Most people don’t think of documentation as a security control.
When we talk about defensive security, we usually talk about things we can point to:
- Firewalls
- EDR
- SIEMs
- Detection rules
- MFA
Documentation often sits in a different category. It feels administrative - something that comes on the side of security work, rather than security work itself.
Lately, I’ve been questioning that assumption.
Documentation seems to behave like a defensive control. It fails in many of the same ways, degrades over time, and requires maintenance. When it is missing during an incident, everyone notices immediately.
This is Roundup 0 of Blue Team Tech Writing, a series built around questions and observations from defensive security work. I’ll be exploring how documentation, communication, and technical writing influence the way blue teams operate.
A lot of those questions seem to lead back to the same place: documentation.
So that’s where I’ll start.
The Failure Mode Is Identical
The idea that pushed me toward this investigation wasn’t simply that documentation supports security work. Most things in a security program support security work in some way. What caught my attention was how documentation fails.
The failure patterns feel familiar.
| Security Control | Documentation |
|---|---|
| Requires maintenance | Requires maintenance |
| Degrades over time | Degrades over time |
| Often ignored when working | Often ignored when working |
| Tested during incidents | Tested during incidents |
| Failure becomes obvious under pressure | Failure becomes obvious under pressure |
An incident response playbook can look complete during a review. A security runbook can exist in a wiki and satisfy every documentation requirement. Everything appears fine until someone actually needs it.
Then reality starts asking questions:
- Does this process still exist?
- Is this screenshot still accurate?
- Is this escalation path correct?
- Does anyone still have these permissions?
- Who owns this system now?
The incident didn’t create those problems - it simply exposed them.
What interests me most is that neither security controls nor documentation usually announce their decline. They tend to fail quietly.
Knowledge Has a Single Point of Failure
Another pattern I’ve noticed has less to do with technology and more to do with people. Most teams rely on some amount of undocumented knowledge.
For example:
| Question | Common Answer |
|---|---|
| Who owns this system? | “Ask Sarah.” |
| How do we investigate this alert? | “John knows the process.” |
| Where is that credential stored? | “I think Mike set that up.” |
| Why was this exception approved? | “I’m not sure, but Alex would know.” |
Sometimes, this works. The problem is that incidents change the operating environment.
During an incident:
- People are tired.
- Time is compressed.
- Information is incomplete.
- Decisions carry more weight.
- Key personnel may be unavailable.
Under those conditions, tribal knowledge becomes harder to access.
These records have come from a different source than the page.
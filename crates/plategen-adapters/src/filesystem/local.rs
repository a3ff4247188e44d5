//! Local filesystem adapter using std::fs.

use std::io;
use std::path::Path;

use plategen_core::{
    application::{ApplicationError, ports::Filesystem},
    error::{PlateError, PlateResult},
};

/// Production filesystem implementation using `std::fs`.
#[derive(Debug, Clone, Copy)]
pub struct LocalFilesystem;

impl LocalFilesystem {
    /// Create a new local filesystem adapter.
    pub fn new() -> Self {
        Self
    }
}

impl Default for LocalFilesystem {
    fn default() -> Self {
        Self::new()
    }
}

impl Filesystem for LocalFilesystem {
    fn create_dir_all(&self, path: &Path) -> PlateResult<()> {
        std::fs::create_dir_all(path).map_err(|e| map_io_error(path, e, "create directory"))
    }

    fn write_file(&self, path: &Path, content: &str) -> PlateResult<()> {
        std::fs::write(path, content).map_err(|e| map_io_error(path, e, "write file"))
    }

    fn remove_file(&self, path: &Path) -> PlateResult<()> {
        std::fs::remove_file(path).map_err(|e| map_io_error(path, e, "remove file"))
    }

    fn rename(&self, from: &Path, to: &Path) -> PlateResult<()> {
        // Windows refuses to rename onto an existing file.
        #[cfg(windows)]
        if to.exists() {
            std::fs::remove_file(to).map_err(|e| map_io_error(to, e, "replace file"))?;
        }
        std::fs::rename(from, to).map_err(|e| map_io_error(to, e, "publish file"))
    }

    fn exists(&self, path: &Path) -> bool {
        path.exists()
    }
}

fn map_io_error(path: &Path, e: io::Error, operation: &str) -> PlateError {
    ApplicationError::FilesystemError {
        path: path.to_path_buf(),
        reason: format!("Failed to {}: {}", operation, e),
    }
    .into()
}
This is where incident response documentation starts looking less like administration and more like infrastructure. A runbook doesn’t replace expertise, but it can preserve expertise. A playbook doesn’t eliminate judgment, but it can reduce uncertainty.
At a minimum, it gives responders somewhere to start.
And the more I think about it, the more that sounds like the purpose of many defensive controls in the first place: reducing uncertainty when conditions are at their worst.
What the Frameworks Already Know
The major incident response frameworks already understand that documentation is operational infrastructure, not administrative overhead. They just don’t always use that language.
NIST’s Cybersecurity Framework calls out documentation as part of the “Detect” and “Respond” functions. Specifically, it expects organizations to have documented processes for incident detection, analysis, and response. NIST 800-61 (Computer Security Incident Handling Guide) goes further: it requires playbooks, procedures, and communication plans. These aren’t suggestions. They’re control requirements.
CIS Controls takes a similar line. Control 19 (Incident Response Management) explicitly requires documented procedures for incident response.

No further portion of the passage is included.